# MySQL wont start

## zebrapad

This problem has been keeping me up for two nights, and I am desperate to find a clue.

```
duvel init.d # ./mysql start

 * Caching service dependencies ...     [ ok ]

 * Starting mysql ...

 * Starting mysql (/etc/mysql/my.cnf)

 * MySQL NOT started (1)                  [ !! ]
```

```
duvel init.d # mysqld

070824 23:07:48 [Warning] No argument was provided to --log-bin, and --log-bin-index was not used; so replication may break when this MySQL server acts as a master and has his hostname changed!! Please use '--log-bin=/var/run/mysqld/mysqld-bin' to avoid this problem.

mysqld: File '/var/run/mysqld/mysqld-bin.index' not found (Errcode: 13)

070824 23:07:48 [ERROR] Aborting

070824 23:07:48 [Note] mysqld: Shutdown complete

```

However ... /var/run/mysqld/ is an empty directory !!

What is the file /var/run/mysqld/mysqld-bin.index for ?

----------

## mattsteven

The log-bin thing is just a warning and can be ignored.  Enable log-bin and set a server-id in my.cnf to get it going properly.

Read  /var/log/mysql/mysqld.err to find out what is really wrong.

```
tail -n 100  /var/log/mysql/mysqld.err
```

The index file should contain a line pointing to your current mysqld-bin.0000000?? file if you were wondering and that should all work fine when you have logging going.

----------

## zebrapad

No entries in mysqld.err when I stry to start my mysql server.

However, I trapped the mysqld init.d script command and did the same in the console (as root) :

```
duvel init.d # mysqld --defaults-file=/etc/mysql/my.cnf --log-bin=duvel --basedir=/usr --datadir=/var/lib/mysql --pid-file=/var/run/mysqld/mysqld.pid --socket=/var/run/mysqld/mysqld.sock

mysqld: Can't create/write to file '/tmp/ibiSIFVC' (Errcode: 13)

070825 12:55:07  InnoDB: Error: unable to create temporary file; errno: 13

070825 12:55:07 [ERROR] Can't start server : Bind on unix socket: Permission denied

070825 12:55:07 [ERROR] Do you already have another mysqld server running on socket: /var/run/mysqld/mysqld.sock ?
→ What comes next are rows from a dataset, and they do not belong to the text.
//! In-Process Store Module
//!
//! Memory-resident fallback storage with lazy TTL expiry and an explicit sweep.

use std::collections::HashMap;

use tokio::time::Instant;

use crate::cache::CacheEntry;

// == Memory Store ==
/// Single-process key/value storage used when no distributed backend is reachable.
///
/// The store itself does no locking; it is shared behind a
/// `tokio::sync::RwLock` so read-check-delete on expiry stays atomic.
#[derive(Debug, Default)]
pub struct MemoryStore {
    /// Key-value storage
    entries: HashMap<String, CacheEntry>,
}

impl MemoryStore {
    // == Constructor ==
    /// Creates an empty store.
    pub fn new() -> Self {
        Self::default()
    }

    // == Set ==
    /// Stores a serialized value, replacing any existing entry for `key`.
    ///
    /// With no TTL the entry lives until deleted, cleared or the process exits.
    pub fn set(&mut self, key: String, value: String, ttl_seconds: Option<u64>) {
        self.entries.insert(key, CacheEntry::new(value, ttl_seconds));
    }

    // == Get ==
    /// Retrieves a value by key.
    ///
    /// Expired entries are removed as a side effect and reported as absent.
    pub fn get(&mut self, key: &str) -> Option<String> {
        if self.evict_if_expired(key) {
            return None;
        }
        self.entries.get(key).map(|entry| entry.value.clone())
    }

    // == Has ==
    /// Returns true if a live entry exists for `key`. Same lazy expiry as `get`.
    pub fn has(&mut self, key: &str) -> bool {
        !self.evict_if_expired(key) && self.entries.contains_key(key)
    }

    // == Delete ==
    /// Removes an entry by key, returning whether a live entry was removed.
    pub fn delete(&mut self, key: &str) -> bool {
        match self.entries.remove(key) {
            Some(entry) => !entry.is_expired(),
            None => false,
        }
    }

    // == Clear ==
    /// Drops every entry.
    pub fn clear(&mut self) {
        self.entries.clear();
    }

    // == Cleanup Expired ==
    /// Removes all expired entries from the store.
    ///
    /// Returns the number of entries removed.
    pub fn cleanup_expired(&mut self) -> usize {
        let now = Instant::now();
        let before = self.entries.len();
        self.entries.retain(|_, entry| !entry.is_expired_at(now));
        before - self.entries.len()
    }

    // == Length ==
    /// Returns the number of stored entries, including expired ones not yet swept.
    pub fn len(&self) -> usize {
        self.entries.len()
    }

    // == Is Empty ==
    /// Returns true if the store holds no entries.
    pub fn is_empty(&self) -> bool {
        self.entries.is_empty()
    }

    /// Removes `key` if it has expired. Returns true when an entry was dropped.
    fn evict_if_expired(&mut self, key: &str) -> bool {
        let expired = self
            .entries
            .get(key)
            .is_some_and(|entry| entry.is_expired());
        if expired {
            self.entries.remove(key);
        }
        expired
    }
}
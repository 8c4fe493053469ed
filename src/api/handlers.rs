//! API Handlers
//!
//! HTTP request handlers for the cache admin endpoints.

use std::sync::Arc;

use axum::{extract::State, Json};
use tracing::info;

use crate::cache::CacheService;
use crate::error::{CacheError, Result};
use crate::models::{ClearRequest, ClearResponse, ClearTarget, HealthResponse, StatsResponse};

/// Application state shared across all handlers.
///
/// Holds the process-wide cache service.
#[derive(Clone)]
pub struct AppState {
    pub cache: Arc<CacheService>,
}

impl AppState {
    /// Creates a new AppState around an existing service.
    pub fn new(cache: CacheService) -> Self {
        Self {
            cache: Arc::new(cache),
        }
    }

    /// Creates a new AppState from configuration.
    pub fn from_config(config: &crate::config::Config) -> Self {
        Self::new(CacheService::from_config(config))
    }
}

/// Handler for GET /cache/stats
///
/// Returns statistics, backend memory usage and the active backend.
pub async fn stats_handler(State(state): State<AppState>) -> Json<StatsResponse> {
    let cache = &state.cache;

    Json(StatsResponse {
        stats: cache.get_stats(),
        memory: cache.memory_stats().await,
        backend: cache.backend_kind(),
        counters: cache.counters(),
        enabled: cache.is_enabled(),
    })
}

/// Handler for POST /cache/clear
///
/// Body `{pattern}` deletes by glob, `{tag}` invalidates a tag, `{}` clears everything.
pub async fn clear_handler(
    State(state): State<AppState>,
    Json(req): Json<ClearRequest>,
) -> Result<Json<ClearResponse>> {
    let target = req.target().map_err(CacheError::InvalidRequest)?;
    info!(clear = ?target, "Admin cache clear requested");

    let response = match target {
        ClearTarget::Pattern(pattern) => {
            ClearResponse::count(state.cache.delete_pattern(&pattern).await)
        }
        ClearTarget::Tag(tag) => ClearResponse::count(state.cache.invalidate_by_tag(&tag).await),
        ClearTarget::All => {
            if !state.cache.clear().await {
                return Err(CacheError::Internal("Cache clear failed".to_string()));
            }
            ClearResponse::all()
        }
    };

    Ok(Json(response))
}

/// Handler for GET /health
///
/// Reports the active backend and, when configured, a distributed ping.
pub async fn health_handler(State(state): State<AppState>) -> Json<HealthResponse> {
    let distributed = state.cache.distributed();
    let ping = if distributed.is_configured() {
        Some(distributed.ping().await)
    } else {
        None
    };

    Json(HealthResponse::new(state.cache.backend_kind(), ping))
}
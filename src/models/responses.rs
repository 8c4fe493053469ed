//! Response DTOs for the cache admin API
//!
//! Defines the structure of outgoing HTTP response bodies.

use serde::Serialize;

use crate::cache::{BackendKind, CacheStats, CountersSnapshot, MemoryStats};

/// Response body for the stats endpoint (GET /cache/stats)
#[derive(Debug, Clone, Serialize)]
pub struct StatsResponse {
    /// Hit/miss/set/delete counters and hit rate
    pub stats: CacheStats,
    /// Distributed backend memory usage, null when unavailable
    pub memory: Option<MemoryStats>,
    /// Backend currently serving calls
    pub backend: BackendKind,
    /// Backend failure and fallback counters
    pub counters: CountersSnapshot,
    /// Administrative switch state
    pub enabled: bool,
}

/// Number of keys removed, or the `"all"` sentinel for a full clear.
#[derive(Debug, Clone, PartialEq, Eq, Serialize)]
#[serde(untagged)]
pub enum Deleted {
    Count(u64),
    All(&'static str),
}

impl Deleted {
    pub fn all() -> Self {
        Deleted::All("all")
    }
}

/// Response body for the clear endpoint (POST /cache/clear)
#[derive(Debug, Clone, Serialize)]
pub struct ClearResponse {
    pub deleted: Deleted,
}

impl ClearResponse {
    pub fn count(count: u64) -> Self {
        Self {
            deleted: Deleted::Count(count),
        }
    }

    pub fn all() -> Self {
        Self {
            deleted: Deleted::all(),
        }
    }
}

/// Response body for the health endpoint (GET /health)
#[derive(Debug, Clone, Serialize)]
pub struct HealthResponse {
    /// "healthy", or "degraded" when a configured distributed backend is unreachable
    pub status: String,
    /// Backend currently serving calls
    pub backend: BackendKind,
    /// Distributed ping result, null when no distributed backend is configured
    pub distributed_ping: Option<bool>,
    /// Current timestamp in ISO 8601 format
    pub timestamp: String,
}

impl HealthResponse {
    /// Builds a health report with the current timestamp.
    pub fn new(backend: BackendKind, distributed_ping: Option<bool>) -> Self {
        let status = match distributed_ping {
            Some(false) => "degraded",
            _ => "healthy",
        };
        Self {
            status: status.to_string(),
            backend,
            distributed_ping,
            timestamp: chrono::Utc::now().to_rfc3339(),
        }
    }
}
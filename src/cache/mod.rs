//! Cache Module
//!
//! Dual-backend caching: a distributed Redis-compatible store when reachable,
//! an in-process TTL store otherwise, orchestrated by [`CacheService`].

mod backend;
mod distributed;
mod entry;
mod memory;
mod policy;
mod remote;
mod service;
mod stats;

#[cfg(test)]
mod property_tests;

#[cfg(test)]
pub(crate) mod testing;

// Re-export public types
pub use backend::{tag_key, BackendKind, TAG_PREFIX};
pub use distributed::{parse_info, DistributedStore, MemoryStats, RetryPolicy};
pub use entry::{normalize_ttl, CacheEntry, MAX_TTL_SECONDS};
pub use memory::MemoryStore;
pub use policy::{build_key, ttl_for, CacheCategory, KEY_SEPARATOR};
pub use remote::{redact_url, Connector, RedisConnector, RemoteConnection};
pub use service::{CacheItem, CacheService, SetOptions};
pub use stats::{BackendCounters, CacheStats, CountersSnapshot};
070825 12:55:07 [ERROR] Aborting

070825 12:55:07 [Note] mysqld: Shutdown complete
```

----------

## mattsteven

As root,

```
chmod 1777 /tmp
```

----------

## zebrapad

My system got messed up.

```
chmod a+x /
```

fixed it !

----------

## shimbob

my problem was that /var was drwx------ not drwxr-xr-x

chmod a+rx /var fixed it

----------